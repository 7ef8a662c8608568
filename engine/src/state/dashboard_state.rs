// Single owner of the loaded dataset and the three filter specs.
// Views are recomputed from immutable snapshots on every request; nothing here
// is updated incrementally.

use crate::analytics::{Aggregator, KpiAggregator, MonthlySeries, RegionRanking, StatusDistribution, TopProducts};
use crate::config::DashboardSettings;
use crate::data::{Dataset, SalesFileParser};
use crate::error::Result;
use shared::models::{
    DashboardView, FilterOptions, FilterSpec, KpiSummary, MonthlyPoint, ProductRank, ProductSortKey, RegionRank,
    StatusSlice,
};
use std::path::Path;
use std::sync::Arc;

#[derive(Debug, Clone)]
pub struct DashboardState {
    settings: Arc<DashboardSettings>,
    dataset: Arc<Dataset>,
    global_filter: FilterSpec,
    monthly_filter: FilterSpec,
    top_products_filter: FilterSpec,
    product_sort: ProductSortKey,
}

impl Default for DashboardState {
    fn default() -> Self {
        Self::new(DashboardSettings::default())
    }
}

impl DashboardState {
    pub fn new(settings: DashboardSettings) -> Self {
        Self {
            settings: Arc::new(settings),
            dataset: Arc::new(Dataset::empty()),
            global_filter: FilterSpec::default(),
            monthly_filter: FilterSpec::default(),
            top_products_filter: FilterSpec::default(),
            product_sort: ProductSortKey::default(),
        }
    }

    pub fn settings(&self) -> &DashboardSettings {
        &self.settings
    }

    /// Current snapshot. Holding it keeps the records alive across reloads.
    pub fn dataset(&self) -> Arc<Dataset> {
        Arc::clone(&self.dataset)
    }

    /// Replaces the dataset with the contents of `bytes`.
    ///
    /// Returns `Ok(false)` and leaves the state untouched when the file type is
    /// not supported. On error the previous dataset is kept as well.
    pub fn load_bytes(&mut self, file_name: &str, bytes: &[u8]) -> Result<bool> {
        let records = match SalesFileParser::parse_bytes(file_name, bytes, &self.settings.columns) {
            Ok(Some(records)) => records,
            Ok(None) => return Ok(false),
            Err(e) => {
                tracing::warn!(file = %file_name, error = %e, "Failed to parse upload, keeping previous dataset");
                return Err(e);
            }
        };

        tracing::info!(file = %file_name, records = records.len(), "Loaded sales dataset");
        self.dataset = Arc::new(Dataset::new(file_name, records));
        Ok(true)
    }

    /// Reads a file from disk and loads it. Only the read is asynchronous;
    /// parsing runs once the bytes are available.
    pub async fn load_path(&mut self, path: impl AsRef<Path>) -> Result<bool> {
        let path = path.as_ref();
        let bytes = tokio::fs::read(path).await?;
        let file_name = path
            .file_name()
            .map(|name| name.to_string_lossy().into_owned())
            .unwrap_or_default();
        self.load_bytes(&file_name, &bytes)
    }

    pub fn global_filter(&self) -> &FilterSpec {
        &self.global_filter
    }

    pub fn monthly_filter(&self) -> &FilterSpec {
        &self.monthly_filter
    }

    pub fn top_products_filter(&self) -> &FilterSpec {
        &self.top_products_filter
    }

    pub fn product_sort(&self) -> ProductSortKey {
        self.product_sort
    }

    pub fn set_global_filter(&mut self, filter: FilterSpec) {
        self.global_filter = filter;
    }

    pub fn reset_global_filter(&mut self) {
        self.global_filter = FilterSpec::default();
    }

    /// The monthly chart has no region selector; a region on `filter` is dropped.
    pub fn set_monthly_filter(&mut self, filter: FilterSpec) {
        self.monthly_filter = filter.with_region(None);
    }

    pub fn set_top_products_filter(&mut self, filter: FilterSpec) {
        self.top_products_filter = filter.with_region(None);
    }

    pub fn set_product_sort(&mut self, sort_key: ProductSortKey) {
        self.product_sort = sort_key;
    }

    fn run<A: Aggregator>(&self, aggregator: A, filter: &FilterSpec) -> A::Output {
        tracing::trace!(view = aggregator.name(), scope = ?aggregator.scope(), "Aggregating");
        aggregator.aggregate(self.dataset.records(), filter)
    }

    pub fn kpis(&self) -> KpiSummary {
        self.run(KpiAggregator::new(&self.settings), &self.global_filter)
    }

    pub fn monthly_series(&self) -> Vec<MonthlyPoint> {
        self.run(MonthlySeries::new(&self.settings), &self.monthly_filter)
    }

    pub fn top_products(&self) -> Vec<ProductRank> {
        self.run(TopProducts::new(&self.settings, self.product_sort), &self.top_products_filter)
    }

    pub fn regions(&self) -> Vec<RegionRank> {
        self.run(RegionRanking::new(&self.settings), &self.global_filter)
    }

    pub fn status_distribution(&self) -> Vec<StatusSlice> {
        self.run(StatusDistribution::new(&self.settings), &self.global_filter)
    }

    pub fn filter_options(&self) -> FilterOptions {
        self.dataset.filter_options(&self.settings.columns)
    }

    pub fn view(&self) -> DashboardView {
        let view = DashboardView {
            kpis: self.kpis(),
            monthly: self.monthly_series(),
            top_products: self.top_products(),
            regions: self.regions(),
            status: self.status_distribution(),
            filter_options: self.filter_options(),
        };
        tracing::debug!(
            source = %self.dataset.source(),
            records = self.dataset.len(),
            valid_sales = view.kpis.valid_sales,
            "Computed dashboard view"
        );
        view
    }
}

_Exercise details_
Return all lines from the material that contain "crate".

_Solution to this exercise_
use crate::analytics::{Aggregator, KpiAggregator, MonthlySeries, RegionRanking, StatusDistribution, TopProducts};
use crate::config::DashboardSettings;
use crate::data::{Dataset, SalesFileParser};
use crate::error::Result;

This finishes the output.